In her 2015 book Check it While I Wreck It: Black Womanhood, Hip Hop Culture, and the Public Sphere, Pough compares Queen Latifah's song "U.N.I.T.Y." to Sojourner Truth's 1851 "Ain't I a Woman?" speech. Both have the similar theme of expecting women to be heard and respected. Additionally, Pough emphasizes the importance of "U.N.I.T.Y." by stating how the song discusses issues on Queen Latifah's own terms and igniting a conversation.

She has also been critical of what she regards as racist division in the women's rights movement, stating that black women were ignored during the women's suffrage movement and that this trend is still current. Pough shared her concerns about the 2017 Women's March on Washington, an event planned to protest Donald Trump. She said that some of these same women attending the protest had also voted for him, and said that 94% of black women voted for Hillary Clinton and 53% of white women had voted for Donald Trump.

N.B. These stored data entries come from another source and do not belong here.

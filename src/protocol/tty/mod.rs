//! `serialport`-backed driver used outside of tests.

use std::{
    io::{Read, Write},
    sync::Arc,
    thread::{self, JoinHandle},
    time::Duration,
};

use flume::{Receiver, Sender, TryRecvError};
use parking_lot::Mutex;
use serialport::{SerialPort, SerialPortInfo, SerialPortType};

use crate::protocol::{
    driver::{Driver, DriverPort, PortListener},
    error::DriverError,
    profile::Profile,
};

type SharedSerial = Arc<Mutex<Box<dyn SerialPort>>>;

const READ_TIMEOUT: Duration = Duration::from_millis(20);
const READ_CHUNK: usize = 1024;

#[derive(Debug, Clone, Copy, Default)]
pub struct SerialportDriver;

impl SerialportDriver {
    pub fn new() -> Self {
        Self
    }
}

/// `"CP2102 USB to UART (Silicon Labs)"` style label for a listed port.
pub fn describe_port(info: &SerialPortInfo) -> Option<String> {
    match &info.port_type {
        SerialPortType::UsbPort(usb) => {
            let product = usb.product.clone();
            let manufacturer = usb.manufacturer.clone();
            match (product, manufacturer) {
                (Some(product), Some(manufacturer)) => Some(format!("{product} ({manufacturer})")),
                (Some(product), None) => Some(product),
                (None, Some(manufacturer)) => Some(format!(
                    "{manufacturer} [{:04x}:{:04x}]",
                    usb.vid, usb.pid
                )),
                (None, None) => Some(format!("USB serial [{:04x}:{:04x}]", usb.vid, usb.pid)),
            }
        }
        SerialPortType::PciPort => Some("PCI serial port".to_string()),
        SerialPortType::BluetoothPort => Some("Bluetooth serial port".to_string()),
        SerialPortType::Unknown => None,
    }
}

fn lookup(name: &str) -> Option<SerialPortInfo> {
    serialport::available_ports()
        .ok()?
        .into_iter()
        .find(|info| info.port_name == name)
}

impl Driver for SerialportDriver {
    fn scan_available_ports(&self) -> Result<Vec<String>, DriverError> {
        Ok(serialport::available_ports()?
            .into_iter()
            .map(|info| info.port_name)
            .collect())
    }

    fn create_port(&self, name: &str) -> Result<Box<dyn DriverPort>, DriverError> {
        Ok(Box::new(SerialportPort {
            name: name.to_string(),
            serial: None,
            reader: None,
        }))
    }

    fn descriptive_name(&self, name: &str) -> Option<String> {
        lookup(name).and_then(|info| describe_port(&info))
    }
}

struct ReaderHandle {
    stop: Sender<()>,
    thread: JoinHandle<()>,
}

pub struct SerialportPort {
    name: String,
    serial: Option<SharedSerial>,
    reader: Option<ReaderHandle>,
}

impl SerialportPort {
    fn serial(&self) -> Result<&SharedSerial, DriverError> {
        self.serial
            .as_ref()
            .ok_or_else(|| DriverError::new("port is not open"))
    }
}

impl DriverPort for SerialportPort {
    fn system_name(&self) -> &str {
        &self.name
    }

    fn descriptive_name(&self) -> Option<String> {
        lookup(&self.name).and_then(|info| describe_port(&info))
    }

    fn connect(
        &mut self,
        profile: &Profile,
        listener: Arc<dyn PortListener>,
        rts: bool,
        dtr: bool,
    ) -> Result<(), DriverError> {
        profile
            .validate()
            .map_err(|err| DriverError::new(err.to_string()))?;
        let builder = serialport::new(self.name.clone(), profile.baud_rate).timeout(READ_TIMEOUT);
        let builder = profile
            .apply_builder(builder)
            .map_err(|err| DriverError::new(err.to_string()))?;
        let mut handle = builder.open()?;
        handle.write_request_to_send(rts)?;
        handle.write_data_terminal_ready(dtr)?;

        let serial: SharedSerial = Arc::new(Mutex::new(handle));
        let (stop_tx, stop_rx) = flume::bounded(1);
        let serial_clone = Arc::clone(&serial);
        let name = self.name.clone();
        let thread = thread::Builder::new()
            .name(format!("serimon-read-{}", self.name))
            .spawn(move || run_loop(serial_clone, name, listener, stop_rx))?;

        self.serial = Some(serial);
        self.reader = Some(ReaderHandle {
            stop: stop_tx,
            thread,
        });
        log::debug!("{}: opened", self.name);
        Ok(())
    }

    fn disconnect(&mut self) -> Result<(), DriverError> {
        if let Some(reader) = self.reader.take() {
            let _ = reader.stop.try_send(());
            if reader.thread.join().is_err() {
                log::error!("{}: reader thread panicked", self.name);
            }
        }
        if let Some(serial) = self.serial.take() {
            serial.lock().flush()?;
            log::debug!("{}: closed", self.name);
        }
        Ok(())
    }

    fn write(&mut self, data: &[u8]) -> Result<usize, DriverError> {
        let mut serial = self.serial()?.lock();
        serial.write_all(data)?;
        serial.flush()?;
        Ok(data.len())
    }

    fn set_rts(&mut self, level: bool) -> Result<(), DriverError> {
        Ok(self.serial()?.lock().write_request_to_send(level)?)
    }

    fn set_dtr(&mut self, level: bool) -> Result<(), DriverError> {
        Ok(self.serial()?.lock().write_data_terminal_ready(level)?)
    }

    fn cts(&mut self) -> Result<bool, DriverError> {
        Ok(self.serial()?.lock().read_clear_to_send()?)
    }

    fn dsr(&mut self) -> Result<bool, DriverError> {
        Ok(self.serial()?.lock().read_data_set_ready()?)
    }
}

impl Drop for SerialportPort {
    fn drop(&mut self) {
        if let Err(err) = self.disconnect() {
            log::debug!("{}: close on drop failed: {err}", self.name);
        }
    }
}

/// Reader loop: forwards incoming bytes and reports CTS/DSR edges.
///
/// Exits on request or when the device stops answering (unplugged).
fn run_loop(
    serial: SharedSerial,
    port_name: String,
    listener: Arc<dyn PortListener>,
    stop_rx: Receiver<()>,
) {
    let mut buf = [0u8; READ_CHUNK];
    let mut cts: Option<bool> = None;
    let mut dsr: Option<bool> = None;
    loop {
        match stop_rx.try_recv() {
            Err(TryRecvError::Empty) => {}
            Ok(()) | Err(TryRecvError::Disconnected) => return,
        }

        let (read, lines) = {
            let mut g = serial.lock();
            let read = g.read(&mut buf);
            let lines = (g.read_clear_to_send(), g.read_data_set_ready());
            (read, lines)
        };

        match read {
            Ok(n) if n > 0 => listener.on_data_received(&buf[..n]),
            Ok(_) => {}
            Err(e) if e.kind() == std::io::ErrorKind::TimedOut => {}
            Err(e) => {
                log::warn!("{port_name}: read error, stopping reader: {e}");
                return;
            }
        }

        if let Ok(level) = lines.0 {
            if cts.is_some_and(|prev| prev != level) {
                listener.on_cts_changed(level);
            }
            cts = Some(level);
        }
        if let Ok(level) = lines.1 {
            if dsr.is_some_and(|prev| prev != level) {
                listener.on_dsr_changed(level);
            }
            dsr = Some(level);
        }

        thread::sleep(Duration::from_millis(2));
    }
}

In addition to her scholarly work, Pough is a romance author under the pseudonym of Gwyneth Bolton. She is a ten-time winner of the Romance Slam Jam Emma Award; she also won the Romance in Color Reviewer's Choice Award for "Favorite New Author" in 2006.

She co-edited Home Girls Make Some Noise: Hip-Hop Feminism Anthology. She was guest editor for three special anonymous peer reviewed journals: Peitho: Journal of the Coalition of Feminist Scholars in the History of Rhetoric & Composition, Social Identities, Journal for the Study of Race, Nation and Culture, and FEMSPEC.

Selected works

Books 

 Check it While I Wreck It: Black Womanhood, Hip Hop Culture, and the Public Sphere (2015)
 Home Girls Make Some Noise: Hip-Hop Feminism Anthology (2007).

Articles 

 "Empowering Rhetoric: Black Students Writing Black Panthers" (2002)
 Love Feminism, but Where's my Hip-Hop? Shaping a Black Feminist Identity (2002)
 "Love Feminism, but where's my Hip-Hop? Shaping a Black Feminist Identity" (2002)
 "Do Ladies Run This . . . ? Some Thoughts on Hip-Hop Feminism" (2003)
 "Seeds and Legacies: Tapping the potential hip-hop" (2004)
 "Rhetoric that Should have Moved the People: Rethinking the Black Panther Party" (2004)
 "Speculative Black Women: Magic, Fantasy, and the Supernatural" (2005)
 "Women, Rap, Wreck" (2006)
 "Hip-Hop Soul Divas and Rap Music: Critiquing the Love that Hate Produced" (2007)
 "What It Do, Shorty?: Women, hip-hop, and a feminist agenda" (2007)
"An Introduction of Sorts for Hip-Hop Feminism" (2007)
"The Remix: Revisit, Rethink, Revise, Renew" (2010)

References

Living people
American rhetoricians
Women's studies academics
Syracuse University faculty
William Paterson University alumni
Northeastern University alumni
Miami University alumni
Year of birth missing (living people)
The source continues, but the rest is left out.